## Exercise prompt
Note each line in the data below that holds "dotenv", and copy it.

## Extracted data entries
use std::collections::HashMap;
use std::time::Duration;

use indicatif::{MultiProgress, ProgressBar, ProgressDrawTarget, ProgressStyle};
use parking_lot::Mutex;

use crate::diva::downloader::{DownloadOutcome, DownloadResult};
use crate::diva::resolver::ResolvedTask;
use crate::diva::{format_duration, format_file_size};

pub(crate) trait Shorten<T> {
    fn shorten(&self, delimiter: T) -> String;
}

impl Shorten<&str> for ResolvedTask {
    fn shorten(&self, delimiter: &str) -> String {
        let title = self.title();
        if title.chars().count() >= 25 {
            let mut short_name: String = title.chars().take(25).collect();
            short_name.push_str(delimiter);
            short_name
        } else {
            title.to_string()
        }
    }
}

/// Receives download lifecycle events from the worker pool. Workers only
/// report; whatever renders or records the events lives behind this trait.
pub(crate) trait DownloadObserver: Send + Sync {
    fn on_started(&self, _task: &ResolvedTask, _total: Option<u64>) {}

    fn on_progress(&self, _task: &ResolvedTask, _bytes: u64, _total: Option<u64>) {}

    /// Called once before streaming when the reported size crosses the
    /// configured threshold. Informational only, the download proceeds.
    fn on_large_file(&self, _task: &ResolvedTask, _size: u64) {}

    fn on_finished(&self, _result: &DownloadResult) {}
}

/// Observer that swallows every event.
pub(crate) struct NoopObserver;

impl DownloadObserver for NoopObserver {}

/// Renders one progress bar per active download and logs outcomes.
pub(crate) struct ProgressReporter {
    multi: MultiProgress,
    bars: Mutex<HashMap<String, ProgressBar>>,
}

impl ProgressReporter {
    pub(crate) fn new() -> Self {
        ProgressReporter {
            multi: MultiProgress::with_draw_target(ProgressDrawTarget::stderr_with_hz(5)),
            bars: Mutex::new(HashMap::new()),
        }
    }

    fn byte_bar(&self, total: u64) -> ProgressBar {
        let progress_style = ProgressStyle::default_bar()
            .template("{spinner:.green} [{elapsed_precise}] [{bar:40.cyan/blue}] {bytes}/{total_bytes} {msg}")
            .unwrap_or_else(|_| ProgressStyle::default_bar())
            .progress_chars("#>-");

        let progress_bar = self.multi.add(ProgressBar::new(total));
        progress_bar.set_style(progress_style);
        progress_bar
    }

    fn spinner_bar(&self) -> ProgressBar {
        let progress_style = ProgressStyle::default_spinner()
            .template("{spinner:.green} [{elapsed_precise}] {bytes} {msg}")
            .unwrap_or_else(|_| ProgressStyle::default_spinner());

        let progress_bar = self.multi.add(ProgressBar::new_spinner());
        progress_bar.set_style(progress_style);
        progress_bar.enable_steady_tick(Duration::from_millis(200));
        progress_bar
    }
}

impl DownloadObserver for ProgressReporter {
    fn on_started(&self, task: &ResolvedTask, total: Option<u64>) {
        let progress_bar = match total {
            Some(total) => self.byte_bar(total),
            None => self.spinner_bar(),
        };
        progress_bar.set_message(task.shorten("..."));
        self.bars
            .lock()
            .insert(task.key().to_string(), progress_bar);
    }

    fn on_progress(&self, task: &ResolvedTask, bytes: u64, total: Option<u64>) {
        let bars = self.bars.lock();
        if let Some(progress_bar) = bars.get(task.key()) {
            if let Some(total) = total {
                if progress_bar.length().is_none() {
                    progress_bar.set_length(total);
                }
            }
            progress_bar.set_position(bytes);
        }
    }

    fn on_large_file(&self, task: &ResolvedTask, size: u64) {
        warn!(
            "{} weighs in at {}, this will take a while...",
            console::style(format!("\"{}\"", task.title()))
                .color256(39)
                .italic(),
            format_file_size(size)
        );
    }

    fn on_finished(&self, result: &DownloadResult) {
        if let Some(progress_bar) = self.bars.lock().remove(result.task().key()) {
            progress_bar.finish_and_clear();
        }

        let styled_title = console::style(format!("\"{}\"", result.task().title()))
            .color256(39)
            .italic();
        match result.outcome() {
            DownloadOutcome::Success { .. } => {
                if result.retries() > 0 {
                    info!(
                        "{} downloaded after {} retries!",
                        styled_title,
                        result.retries()
                    );
                } else {
                    info!(
                        "{} downloaded in {}!",
                        styled_title,
                        format_duration(result.elapsed())
                    );
                }
            }
            DownloadOutcome::Skipped { .. } => {
                info!("{} is already saved, skipping...", styled_title);
            }
            DownloadOutcome::Failure { reason } => {
                warn!("{} failed to download: {}", styled_title, reason);
            }
        }
    }
}

/// Test double that records the order of lifecycle events.
#[cfg(test)]
#[derive(Default)]
pub(crate) struct RecordingObserver {
    events: Mutex<Vec<ObservedEvent>>,
}

#[cfg(test)]
#[derive(Clone, Debug, PartialEq, Eq)]
pub(crate) enum ObservedEvent {
    Started(String),
    LargeFile(String, u64),
    Finished(String, bool),
}

#[cfg(test)]
impl RecordingObserver {
    pub(crate) fn events(&self) -> Vec<ObservedEvent> {
        self.events.lock().clone()
    }

    pub(crate) fn started_count(&self) -> usize {
        self.events
            .lock()
            .iter()
            .filter(|event| matches!(event, ObservedEvent::Started(_)))
            .count()
    }

    pub(crate) fn large_file_count(&self) -> usize {
        self.events
            .lock()
            .iter()
            .filter(|event| matches!(event, ObservedEvent::LargeFile(..)))
            .count()
    }
}

#[cfg(test)]
impl DownloadObserver for RecordingObserver {
    fn on_started(&self, task: &ResolvedTask, _total: Option<u64>) {
        self.events
            .lock()
            .push(ObservedEvent::Started(task.title().to_string()));
    }

    fn on_large_file(&self, task: &ResolvedTask, size: u64) {
        self.events
            .lock()
            .push(ObservedEvent::LargeFile(task.title().to_string(), size));
    }

    fn on_finished(&self, result: &DownloadResult) {
        self.events.lock().push(ObservedEvent::Finished(
            result.task().title().to_string(),
            result.is_success(),
        ));
    }
}
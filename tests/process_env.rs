//! Registry behavior against the real process environment.
//!
//! These tests mutate process-global state and run serially.

use std::fs;

use dotvars::{Boolean, Integer, Provenance, Registry, Text, Value};
use serial_test::serial;
use tempfile::TempDir;

const PREFIX: &str = "DOTVARS_IT";

fn clear(keys: &[&str]) {
    for key in keys {
        std::env::remove_var(key);
    }
}

fn registry(dir: &TempDir) -> Registry {
    Registry::builder()
        .path(dir.path().join("app.env"))
        .prefix(PREFIX)
        .declare("host", Text, "localhost")
        .declare("port", Integer, 8080)
        .declare("debug", Boolean, false)
        .build()
        .unwrap()
}

#[test]
#[serial]
fn test_shell_export_wins_over_file() {
    clear(&["DOTVARS_IT_HOST", "DOTVARS_IT_PORT", "DOTVARS_IT_DEBUG"]);
    let dir = TempDir::new().unwrap();
    fs::write(
        dir.path().join("app.env"),
        "DOTVARS_IT_HOST=file-host\nDOTVARS_IT_PORT=1111\n",
    )
    .unwrap();
    std::env::set_var("DOTVARS_IT_PORT", "2222");

    let mut registry = registry(&dir);
    registry.load().unwrap();

    assert_eq!(registry.get("port").unwrap(), Some(Value::Integer(2222)));
    assert_eq!(
        registry.get("host").unwrap(),
        Some(Value::from("file-host"))
    );
    assert_eq!(std::env::var("DOTVARS_IT_HOST").as_deref(), Ok("file-host"));
    assert_eq!(
        registry.var("port").unwrap().provenance(),
        Provenance::Environment
    );

    clear(&["DOTVARS_IT_HOST", "DOTVARS_IT_PORT", "DOTVARS_IT_DEBUG"]);
}

#[test]
#[serial]
fn test_set_is_visible_to_std_env() {
    clear(&["DOTVARS_IT_HOST", "DOTVARS_IT_PORT", "DOTVARS_IT_DEBUG"]);
    let dir = TempDir::new().unwrap();
    let mut registry = registry(&dir);

    registry.set("debug", true).unwrap();
    assert_eq!(std::env::var("DOTVARS_IT_DEBUG").as_deref(), Ok("true"));
    assert_eq!(registry.get("debug").unwrap(), Some(Value::Boolean(true)));

    registry.unset("debug").unwrap();
    assert!(std::env::var("DOTVARS_IT_DEBUG").is_err());

    clear(&["DOTVARS_IT_HOST", "DOTVARS_IT_PORT", "DOTVARS_IT_DEBUG"]);
}
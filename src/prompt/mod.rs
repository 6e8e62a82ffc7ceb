//! Interactive value entry.

use std::io::{self, BufRead, StdinLock, Stdout, Write};

/// Asks a person for a variable's value.
pub trait Prompt {
    /// Asks for `label`, showing `current` as the value kept on an empty
    /// answer. Returns `None` when the answer is empty or input has ended.
    fn ask(&mut self, label: &str, current: Option<&str>) -> io::Result<Option<String>>;
}

/// Line-based prompter over any reader and writer.
#[derive(Debug)]
pub struct TermPrompt<R, W> {
    input: R,
    output: W,
}

impl<R: BufRead, W: Write> TermPrompt<R, W> {
    pub fn new(input: R, output: W) -> Self {
        Self { input, output }
    }

    pub fn into_inner(self) -> (R, W) {
        (self.input, self.output)
    }
}

impl TermPrompt<StdinLock<'static>, Stdout> {
    /// Prompts on standard output and reads standard input.
    pub fn stdio() -> Self {
        Self::new(io::stdin().lock(), io::stdout())
    }
}

impl<R: BufRead, W: Write> Prompt for TermPrompt<R, W> {
    fn ask(&mut self, label: &str, current: Option<&str>) -> io::Result<Option<String>> {
        match current {
            Some(current) => write!(self.output, "{label} [{current}]: ")?,
            None => write!(self.output, "{label}: ")?,
        }
        self.output.flush()?;

        let mut line = String::new();
        if self.input.read_line(&mut line)? == 0 {
            return Ok(None);
        }
        let answer = line.trim_end_matches(['\r', '\n']);
        if answer.is_empty() {
            Ok(None)
        } else {
            Ok(Some(answer.to_string()))
        }
    }
}
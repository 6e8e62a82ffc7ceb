//! Declared configuration variables backed by the environment and a
//! dotenv file.
//!
//! A [`Registry`] owns typed [`Var`]s. Each variable reads its live value
//! from an [`EnvStore`](store::EnvStore), falls back to its default when
//! unset, and remembers where its value came from. [`Registry::load`] fills
//! gaps from a dotenv file without overriding values already present in the
//! environment; [`Registry::save`] writes the current state back.

pub mod context;
pub mod prompt;
pub mod registry;
pub mod store;
pub mod var;
mod error;

pub use error::Error;
pub use registry::{Registry, RegistryBuilder};
pub use var::{Boolean, DecodeError, DefaultValue, Float, Integer, Provenance, Text, Value, Var};
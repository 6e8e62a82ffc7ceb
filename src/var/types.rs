//! Encode/decode rules for the built-in variable types.
//!
//! Every variable stores a string in the environment. A [`VarType`] turns
//! that string into a [`Value`] and back. Custom types implement the trait
//! and are declared like the built-in ones.

use std::fmt::Debug;

use super::{DecodeError, Value};

/// Conversion between a variable's stored string and its logical value.
pub trait VarType: Send + Sync + Debug {
    /// Short tag identifying the variable class in diagnostics.
    fn class_name(&self) -> &'static str;

    /// Interprets a stored (non-empty) environment string.
    fn decode(&self, raw: &str) -> Result<Value, DecodeError>;

    /// Produces the stored form of a non-string value.
    ///
    /// String values bypass this and are stored unchanged.
    fn encode(&self, value: &Value) -> String {
        value.to_string()
    }

    /// Name of the generated reader for a variable called `name`.
    fn reader_name(&self, name: &str) -> String {
        name.to_string()
    }
}

/// Plain string variable: stored and read back unchanged.
#[derive(Debug, Clone, Copy, Default)]
pub struct Text;

impl VarType for Text {
    fn class_name(&self) -> &'static str {
        "Var"
    }

    fn decode(&self, raw: &str) -> Result<Value, DecodeError> {
        Ok(Value::String(raw.to_string()))
    }
}

/// Strict boolean variable. Its reader carries a trailing `?`.
#[derive(Debug, Clone, Copy, Default)]
pub struct Boolean;

const TRUE_TOKENS: [&str; 6] = ["1", "t", "T", "true", "True", "TRUE"];
const FALSE_TOKENS: [&str; 6] = ["0", "f", "F", "false", "False", "FALSE"];

impl VarType for Boolean {
    fn class_name(&self) -> &'static str {
        "Bool"
    }

    fn decode(&self, raw: &str) -> Result<Value, DecodeError> {
        if TRUE_TOKENS.contains(&raw) {
            Ok(Value::Boolean(true))
        } else if FALSE_TOKENS.contains(&raw) {
            Ok(Value::Boolean(false))
        } else {
            Err(DecodeError::new("boolean", raw))
        }
    }

    fn reader_name(&self, name: &str) -> String {
        format!("{name}?")
    }
}

/// Signed 64-bit integer variable.
#[derive(Debug, Clone, Copy, Default)]
pub struct Integer;

impl VarType for Integer {
    fn class_name(&self) -> &'static str {
        "Int"
    }

    fn decode(&self, raw: &str) -> Result<Value, DecodeError> {
        if !looks_like_integer(raw) {
            return Err(DecodeError::new("integer", raw));
        }
        raw.parse::<i64>()
            .map(Value::Integer)
            .map_err(|_| DecodeError::new("integer", raw))
    }
}

/// 64-bit floating point variable.
///
/// Always reads back as [`Value::Float`]: setting `Value::Integer(3)` stores
/// `"3"`, which decodes to `Float(3.0)`.
#[derive(Debug, Clone, Copy, Default)]
pub struct Float;

impl VarType for Float {
    fn class_name(&self) -> &'static str {
        "Float"
    }

    fn decode(&self, raw: &str) -> Result<Value, DecodeError> {
        raw.parse::<f64>()
            .map(Value::Float)
            .map_err(|_| DecodeError::new("float", raw))
    }
}

fn looks_like_integer(s: &str) -> bool {
    let s = s.strip_prefix('-').unwrap_or(s);
    !s.is_empty() && s.chars().all(|c| c.is_ascii_digit())
}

## Solution for this exercise
//! dotenv file.
//! gaps from a dotenv file without overriding values already present in the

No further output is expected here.